I raise my head, wipe my eyes, and stare at my father dead-on. “I’m going to take a trip.”
Before
Back at home after leaving Sawyer’s I shut the bedroom door and packed up all my guidebooks, threw my maps into the recycling. I ripped down my posters of Paris and Prague. I took the winter coat I’d gotten for Chicago—“I know it’s jumping the gun a little,” Soledad had said when she showed me the catalog, “but it’s good to be prepared”—and shoved it into my closet, deep in the back, past where Sawyer and I had fooled around the afternoon of Cade and Stef’s wedding. I imagined I could smell him, soapy and faint.
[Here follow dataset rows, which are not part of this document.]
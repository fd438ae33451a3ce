//! # Plugwire Core Integration
//!
//! Message routing on top of plugin registries: a handler derives a
//! delimiter from each incoming [`Message`], selects the supporting
//! plugin(s) from a registry and invokes a named service method on them.
//!
//! ## Key Submodules:
//!
//! - **[`message`]**: The [`Message`] envelope (payload plus headers).
//! - **[`methods`]**: [`ServiceMethods`], the table of operations handlers may
//!   invoke on a plugin type.
//! - **[`handler`]**: The async [`MessageHandler`] trait and
//!   [`PluginRegistryAwareMessageHandler`].
//! - **[`dispatcher`]**: [`MessageDispatcher`] and the thread-safe
//!   [`SharedMessageDispatcher`], routing messages by channel name.
//! - **[`error`]**: [`IntegrationError`].
pub mod dispatcher;
pub mod error;
pub mod handler;
pub mod message;
pub mod methods;

pub use dispatcher::{
    HandlerId, MessageDispatcher, SharedMessageDispatcher, create_dispatcher, sync_message_handler,
};
pub use error::IntegrationError;
pub use handler::{LookupMethod, MessageHandler, PluginRegistryAwareMessageHandler, RegistrySource};
pub use message::Message;
pub use methods::{ServiceMethod, ServiceMethods};

// Test module declaration
#[cfg(test)]
mod tests;
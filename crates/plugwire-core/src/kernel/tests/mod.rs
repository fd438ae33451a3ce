// Kernel test modules
pub mod component_tests;
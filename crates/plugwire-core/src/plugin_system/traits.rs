use std::any::type_name;
use std::cmp::Ordering;

/// Highest possible precedence; sorts before everything else.
pub const HIGHEST_PRECEDENCE: i32 = i32::MIN;

/// Lowest possible precedence. Plugins without an order hint get this value.
pub const LOWEST_PRECEDENCE: i32 = i32::MAX;

/// Optional priority hint a plugin can expose to ordering registries.
///
/// Lower values sort first.
pub trait Ordered {
    /// The numeric order of this component
    fn order(&self) -> i32;
}

/// Core trait that all plugins must implement.
///
/// `S` is the delimiter type: an opaque value the host hands to every plugin
/// to ask whether it applies. What "applies" means is entirely up to the
/// implementation.
pub trait Plugin<S: ?Sized>: Send + Sync {
    /// Whether this plugin should be invoked for the given delimiter
    fn supports(&self, delimiter: &S) -> bool;

    /// Exposes the priority hint capability, if the plugin has one.
    ///
    /// Implementations that also implement [`Ordered`] override this to
    /// return `Some(self)`.
    fn as_ordered(&self) -> Option<&dyn Ordered> {
        None
    }

    /// Name used in diagnostics such as lookup failure messages
    fn plugin_name(&self) -> &str {
        type_name::<Self>()
    }
}

/// Resolves the effective order of a plugin, falling back to
/// [`LOWEST_PRECEDENCE`] when the plugin has no hint.
pub fn order_of<T, S>(plugin: &T) -> i32
where
    T: Plugin<S> + ?Sized,
    S: ?Sized,
{
    plugin
        .as_ordered()
        .map(|ordered| ordered.order())
        .unwrap_or(LOWEST_PRECEDENCE)
}

/// Compares two plugins by their effective order (ascending).
pub fn compare_order<T, S>(left: &T, right: &T) -> Ordering
where
    T: Plugin<S> + ?Sized,
    S: ?Sized,
{
    order_of::<T, S>(left).cmp(&order_of::<T, S>(right))
}

/// Returns the short type name (last path segment, generics stripped) of a
/// fully qualified Rust type name.
pub fn short_type_name(full: &str) -> &str {
    let without_generics = full.split('<').next().unwrap_or(full);
    without_generics
        .rsplit("::")
        .next()
        .unwrap_or(without_generics)
}
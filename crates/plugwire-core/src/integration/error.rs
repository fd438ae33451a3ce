//! # Plugwire Core Integration Errors
//!
//! Errors raised while building message handlers and routing messages.
use thiserror::Error;

#[derive(Debug, Clone, PartialEq, Eq, Error)]
pub enum IntegrationError {
    /// The configured service method is not declared for the plugin type
    #[error("No method '{method}' found for plugin type {plugin_type}!")]
    NoApplicableMethod { method: String, plugin_type: String },

    #[error("Cannot derive delimiter from '{pointer}': {reason}")]
    InvalidDelimiter { pointer: String, reason: String },

    #[error("No handlers registered for channel '{channel}'")]
    NoHandlers { channel: String },

    #[error("Message handler failed: {reason}")]
    HandlerFailed { reason: String },
}
use std::any::{Any, TypeId, type_name};
use std::collections::{HashMap, HashSet};
use std::fmt;
use std::sync::Arc;

use crate::kernel::error::{ComponentError, Result};
use crate::plugin_system::traits::short_type_name;

/// Types to skip when enumerating the components providing a capability.
///
/// A component is excluded when its concrete type id is listed, or when its
/// type name matches a listed name (either fully qualified or the short,
/// last path segment form).
#[derive(Debug, Clone, Default)]
pub struct Exclusions {
    type_ids: HashSet<TypeId>,
    type_names: HashSet<String>,
}

impl Exclusions {
    pub fn none() -> Self {
        Self::default()
    }

    /// Exclude the concrete type `V`
    pub fn with_type<V: Any>(mut self) -> Self {
        self.type_ids.insert(TypeId::of::<V>());
        self
    }

    /// Exclude every type with this name
    pub fn with_type_name(mut self, name: impl Into<String>) -> Self {
        self.type_names.insert(name.into());
        self
    }

    pub fn from_type_names<I, N>(names: I) -> Self
    where
        I: IntoIterator<Item = N>,
        N: Into<String>,
    {
        names
            .into_iter()
            .fold(Self::none(), |exclusions, name| exclusions.with_type_name(name))
    }

    pub fn is_empty(&self) -> bool {
        self.type_ids.is_empty() && self.type_names.is_empty()
    }

    pub fn excludes(&self, type_id: TypeId, type_name: &str) -> bool {
        self.type_ids.contains(&type_id)
            || self.type_names.contains(type_name)
            || self.type_names.contains(short_type_name(type_name))
    }
}

/// A registered component and the capability views it provides
struct ComponentEntry {
    name: String,
    type_id: TypeId,
    type_name: &'static str,
    instance: Arc<dyn Any + Send + Sync>,
    // TypeId of the capability `P` -> boxed `Arc<P>`
    provided: HashMap<TypeId, Box<dyn Any + Send + Sync>>,
}

/// Handle returned by [`ComponentRegistry::register`] to declare which
/// capabilities (usually trait objects) the new component provides.
pub struct ComponentBinding<'a, V> {
    entry: &'a mut ComponentEntry,
    instance: Arc<V>,
}

impl<V: Send + Sync + 'static> ComponentBinding<'_, V> {
    /// Expose the component as `Arc<P>`. The cast is usually the identity
    /// closure, relying on unsized coercion: `.provides(|it| -> Arc<dyn Greeter> { it })`.
    pub fn provides<P>(self, cast: impl FnOnce(Arc<V>) -> Arc<P>) -> Self
    where
        P: ?Sized + Send + Sync + 'static,
    {
        let view: Arc<P> = cast(Arc::clone(&self.instance));
        self.entry.provided.insert(TypeId::of::<P>(), Box::new(view));
        self
    }

    pub fn name(&self) -> &str {
        &self.entry.name
    }
}

/// In-process component container.
///
/// Components are kept in registration order, addressed by unique name, and
/// can be enumerated by the capabilities they provide.
#[derive(Default)]
pub struct ComponentRegistry {
    entries: Vec<ComponentEntry>,
    index: HashMap<String, usize>,
}

impl ComponentRegistry {
    /// Create a new empty component registry
    pub fn new() -> Self {
        Self {
            entries: Vec::new(),
            index: HashMap::new(),
        }
    }

    /// Register a component instance under a unique name
    pub fn register<V>(&mut self, name: impl Into<String>, instance: Arc<V>) -> Result<ComponentBinding<'_, V>>
    where
        V: Send + Sync + 'static,
    {
        let name = name.into();
        if name.trim().is_empty() {
            return Err(ComponentError::BlankName.into());
        }
        if self.index.contains_key(&name) {
            return Err(ComponentError::DuplicateName { name }.into());
        }

        let position = self.entries.len();
        self.entries.push(ComponentEntry {
            name: name.clone(),
            type_id: TypeId::of::<V>(),
            type_name: type_name::<V>(),
            instance: Arc::clone(&instance) as Arc<dyn Any + Send + Sync>,
            provided: HashMap::new(),
        });
        self.index.insert(name, position);

        let entry = &mut self.entries[position];
        Ok(ComponentBinding { entry, instance })
    }

    fn entry(&self, name: &str) -> Result<&ComponentEntry> {
        self.index
            .get(name)
            .map(|position| &self.entries[*position])
            .ok_or_else(|| {
                ComponentError::NotFound {
                    name: name.to_string(),
                }
                .into()
            })
    }

    /// Get a component by name as its concrete type
    pub fn get<V>(&self, name: &str) -> Result<Arc<V>>
    where
        V: Send + Sync + 'static,
    {
        let entry = self.entry(name)?;
        Arc::clone(&entry.instance).downcast::<V>().map_err(|_| {
            ComponentError::TypeMismatch {
                name: name.to_string(),
                expected: type_name::<V>(),
                actual: entry.type_name,
            }
            .into()
        })
    }

    /// Get a capability view of a component by name
    pub fn get_provided<P>(&self, name: &str) -> Result<Arc<P>>
    where
        P: ?Sized + Send + Sync + 'static,
    {
        let entry = self.entry(name)?;
        entry
            .provided
            .get(&TypeId::of::<P>())
            .and_then(|view| view.downcast_ref::<Arc<P>>())
            .cloned()
            .ok_or_else(|| {
                ComponentError::TypeMismatch {
                    name: name.to_string(),
                    expected: type_name::<P>(),
                    actual: entry.type_name,
                }
                .into()
            })
    }

    /// All components providing `P`, in registration order, minus the
    /// excluded types.
    pub fn instances_of<P>(&self, exclusions: &Exclusions) -> Vec<Arc<P>>
    where
        P: ?Sized + Send + Sync + 'static,
    {
        let capability = TypeId::of::<P>();
        self.entries
            .iter()
            .filter(|entry| !exclusions.excludes(entry.type_id, entry.type_name))
            .filter_map(|entry| entry.provided.get(&capability))
            .filter_map(|view| view.downcast_ref::<Arc<P>>())
            .cloned()
            .collect()
    }

    /// Names of the components providing `P`, in registration order
    pub fn names_providing<P>(&self) -> Vec<String>
    where
        P: ?Sized + 'static,
    {
        let capability = TypeId::of::<P>();
        self.entries
            .iter()
            .filter(|entry| entry.provided.contains_key(&capability))
            .map(|entry| entry.name.clone())
            .collect()
    }

    /// All component names in registration order
    pub fn names(&self) -> Vec<String> {
        self.entries.iter().map(|entry| entry.name.clone()).collect()
    }

    /// Fully qualified type name of a component
    pub fn type_name_of(&self, name: &str) -> Option<&'static str> {
        self.entry(name).ok().map(|entry| entry.type_name)
    }

    pub fn contains(&self, name: &str) -> bool {
        self.index.contains_key(name)
    }

    pub fn count(&self) -> usize {
        self.entries.len()
    }
}

impl fmt::Debug for ComponentRegistry {
    fn fmt(&self, f: &mut fmt::Formatter<'_>) -> fmt::Result {
        f.debug_struct("ComponentRegistry")
            .field("components", &self.names())
            .finish()
    }
}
I had to take two breaks to throw up.
When I was finally done I sat in the middle of my bedroom floor for a while, looked around at my empty bookshelves and my naked walls. I leaned back and stared at the ceiling, two hands on my stomach. I cried for a while. I thought.
Eventually I wandered downstairs where Soledad was sweating onions, humming along to Dolly Parton under her breath. “Meat sauce,” she told me, instead of hello, then: “I didn’t know you were home.” She laid one cool hand on my cheek like she was checking for a fever, for something she sensed but couldn’t prove. “You feeling any better?”
I shrugged and then hugged her, impulsively and hard. She smelled clean and familiar, vanilla and home. “I’m okay,” I managed, breathing her in to try and keep it together. “I’m fine.”
“Well,” she said, kissing my temple. She sounded surprised, and it occurred to me that maybe I hadn’t let her hold me in a while. “Set the table, then.”
I stuck close to the house for a while after that, reading next to Soledad and shadowing my father in his garden, plucking tiny crimson strawberries from their vines. I wanted, a little bizarrely, to spend time with both of them while I still had the chance: I knew I was going to lose them anyway, sure as if I was moving clear across the world. I knew they were never going to look at me the same way again—and honestly wasn’t sure if I’d even want them to. Still, part of me missed them already, and I wanted to soak them up while I could.
So I pruned the tomatoes and helped Sol with dinner, got used to the way my life would be. I sat in the yard underneath the orange trees and tried to tell myself it could be enough, that I could be happy this way, that I wasn’t terrified and lonely, that the walls weren’t pressing in on all sides.